What I'd really like to consider here is the idea of how technology has changed the school yearbook. Coming from the UK I didn't graduate from high school (that was reserved for universities - at school we just did our exams and disappeared afterwards) and I'd never seen a yearbook until I started at my first international school and I was given the job of supervising it. I'd taken a year out of teaching at this point and had been working for a biomedical publishing company, so I guess the school thought I'd have some expertise in the area of publishing. Actually I really enjoyed it. I took a photography course with the art teacher and together with a group of students we made the yearbook. I have to say it probably wasn't the most professional yearbook as all the photos were taken and actually developed by the students themselves in the school darkroom. We typed everything up, stuck photos onto sheets of paper and had students decorate the book themselves and took it down to the local publishing company who printed it for us. I thought it looked pretty good though and for me the best thing about it was that the students actually created it all by themselves.
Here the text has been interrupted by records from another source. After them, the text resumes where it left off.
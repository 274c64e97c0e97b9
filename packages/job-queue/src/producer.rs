//! Job producer used by API-side callers
//!
//! Enqueue returns once the broker has durably stored the job, not when it
//! runs. Callers answer their own clients with "accepted" on success. Errors
//! are never retried here; the caller decides whether to try again.

use std::sync::Arc;

use serde::Serialize;
use uuid::Uuid;

use crate::broker::Broker;
use crate::envelope::{JobEnvelope, JobType, Lane};
use crate::error::QueueResult;
use crate::payload::{EmptyPayload, InstallByAlbumPayload, InstallByArtistPayload};
use crate::retry::RetryPolicy;

/// Per-call overrides for [`JobProducer::enqueue`]
#[derive(Debug, Clone, Copy, Default, PartialEq, Eq)]
pub struct EnqueueOptions {
    /// Retry budget; defaults to the per-type policy
    pub max_retries: Option<u32>,
    /// Lane; defaults to [`Lane::Default`]
    pub lane: Option<Lane>,
}

impl EnqueueOptions {
    pub fn max_retries(mut self, max_retries: u32) -> Self {
        self.max_retries = Some(max_retries);
        self
    }

    pub fn lane(mut self, lane: Lane) -> Self {
        self.lane = Some(lane);
        self
    }
}

/// Builds envelopes and hands them to the broker
#[derive(Clone)]
pub struct JobProducer {
    broker: Arc<dyn Broker>,
    policy: RetryPolicy,
}

impl JobProducer {
    pub fn new(broker: Arc<dyn Broker>, policy: RetryPolicy) -> Self {
        Self { broker, policy }
    }

    pub fn policy(&self) -> &RetryPolicy {
        &self.policy
    }

    /// Enqueue an opaque payload. No deduplication: every call is a new job.
    pub async fn enqueue(
        &self,
        job_type: JobType,
        payload: Vec<u8>,
        options: EnqueueOptions,
    ) -> QueueResult<Uuid> {
        let max_retries = options
            .max_retries
            .unwrap_or_else(|| self.policy.max_retries_for(&job_type));
        let envelope = JobEnvelope::new(job_type, payload, max_retries, options.lane.unwrap_or_default());

        if let Err(e) = self.broker.enqueue(&envelope).await {
            tracing::error!(
                job_type = %envelope.job_type,
                error = %e,
                "Failed to enqueue job"
            );
            return Err(e);
        }

        tracing::info!(
            job_id = %envelope.id,
            job_type = %envelope.job_type,
            lane = %envelope.lane,
            max_retries = envelope.max_retries,
            "Job enqueued"
        );
        Ok(envelope.id)
    }

    /// Serialize `payload` as JSON and enqueue it
    pub async fn enqueue_json<T: Serialize + ?Sized>(
        &self,
        job_type: JobType,
        payload: &T,
        options: EnqueueOptions,
    ) -> QueueResult<Uuid> {
        let bytes = serde_json::to_vec(payload)?;
        self.enqueue(job_type, bytes, options).await
    }

    pub async fn enqueue_install_by_artist(&self, artist_id: &str) -> QueueResult<Uuid> {
        let payload = InstallByArtistPayload {
            artist_id: artist_id.to_string(),
        };
        self.enqueue_json(JobType::InstallByArtist, &payload, EnqueueOptions::default())
            .await
    }

    pub async fn enqueue_install_by_album(&self, album_id: &str) -> QueueResult<Uuid> {
        let payload = InstallByAlbumPayload {
            album_id: album_id.to_string(),
        };
        self.enqueue_json(JobType::InstallByAlbum, &payload, EnqueueOptions::default())
            .await
    }

    pub async fn enqueue_set_signatures(&self) -> QueueResult<Uuid> {
        self.enqueue_json(JobType::SetSignatures, &EmptyPayload {}, EnqueueOptions::default())
            .await
    }

    pub async fn enqueue_ping(&self) -> QueueResult<Uuid> {
        self.enqueue_json(JobType::Ping, &EmptyPayload {}, EnqueueOptions::default())
            .await
    }
}
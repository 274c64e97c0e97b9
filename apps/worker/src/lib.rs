//! Similarity worker
//!
//! Pulls jobs from the queue broker and runs them against the external
//! signature-computation service. The binary in `main.rs` wires these pieces
//! together; integration tests drive them directly with an in-memory broker.

pub mod config;
pub mod error;
pub mod jobs;
pub mod pool;

pub use config::Config;
pub use error::{ErrorSeverity, WorkerError, WorkerResult};
pub use jobs::{
    DispatchTable, FailureKind, JobContext, JobFailure, JobHandler, JobOutcome,
};
pub use pool::{PoolHealth, PoolSettings, WorkerPool};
A few year later things changed. I wasn't doing yearbook anymore and it was decided to "outsource" it to Jostens. A professional photographer came and took passport sized photos of all the students and many, many pages of the yearbook were taken up with these. Each child was on a separate photo - before we'd just taken class groups in various interesting and relaxed poses around the school. It definitely looked more "professional" and the kind of thing you might want to give out to local corporations to show off the school, but somehow the heart and soul seemed to have gone out of it. We had certain templates and we stuck to those and we didn't take many of the photos (and certainly didn't develop them ourselves as by this time the yearbook had changed from B&W into color).
Technology has changed all this once again. Now even young students can use sophisticated desktop publishing programmes and can produce wonderful, professional looking yearbooks by themselves. Last year one of our Pre-K teachers used Blog2Print to turn her class blog into a class yearbook that parents ordered online and had delivered to their homes. This year maybe she might consider turning it into an app or an eBook, instead of a physical book. With our internationally mobile families, the idea of a heavy hardback book is probably outdated, especially when you consider the costs of shipping the books from the USA to Switzerland in order to distribute them to families who then have to pack them and ship them off to somewhere else.
To me it's inconceivable that schools can continue the way they are now for much longer. Technology is certainly very disruptive to the status quo. As Professor Stephen Heppell would say, technology might lead to the death of education, however I believe, like him, that it will empower the rebirth of learning.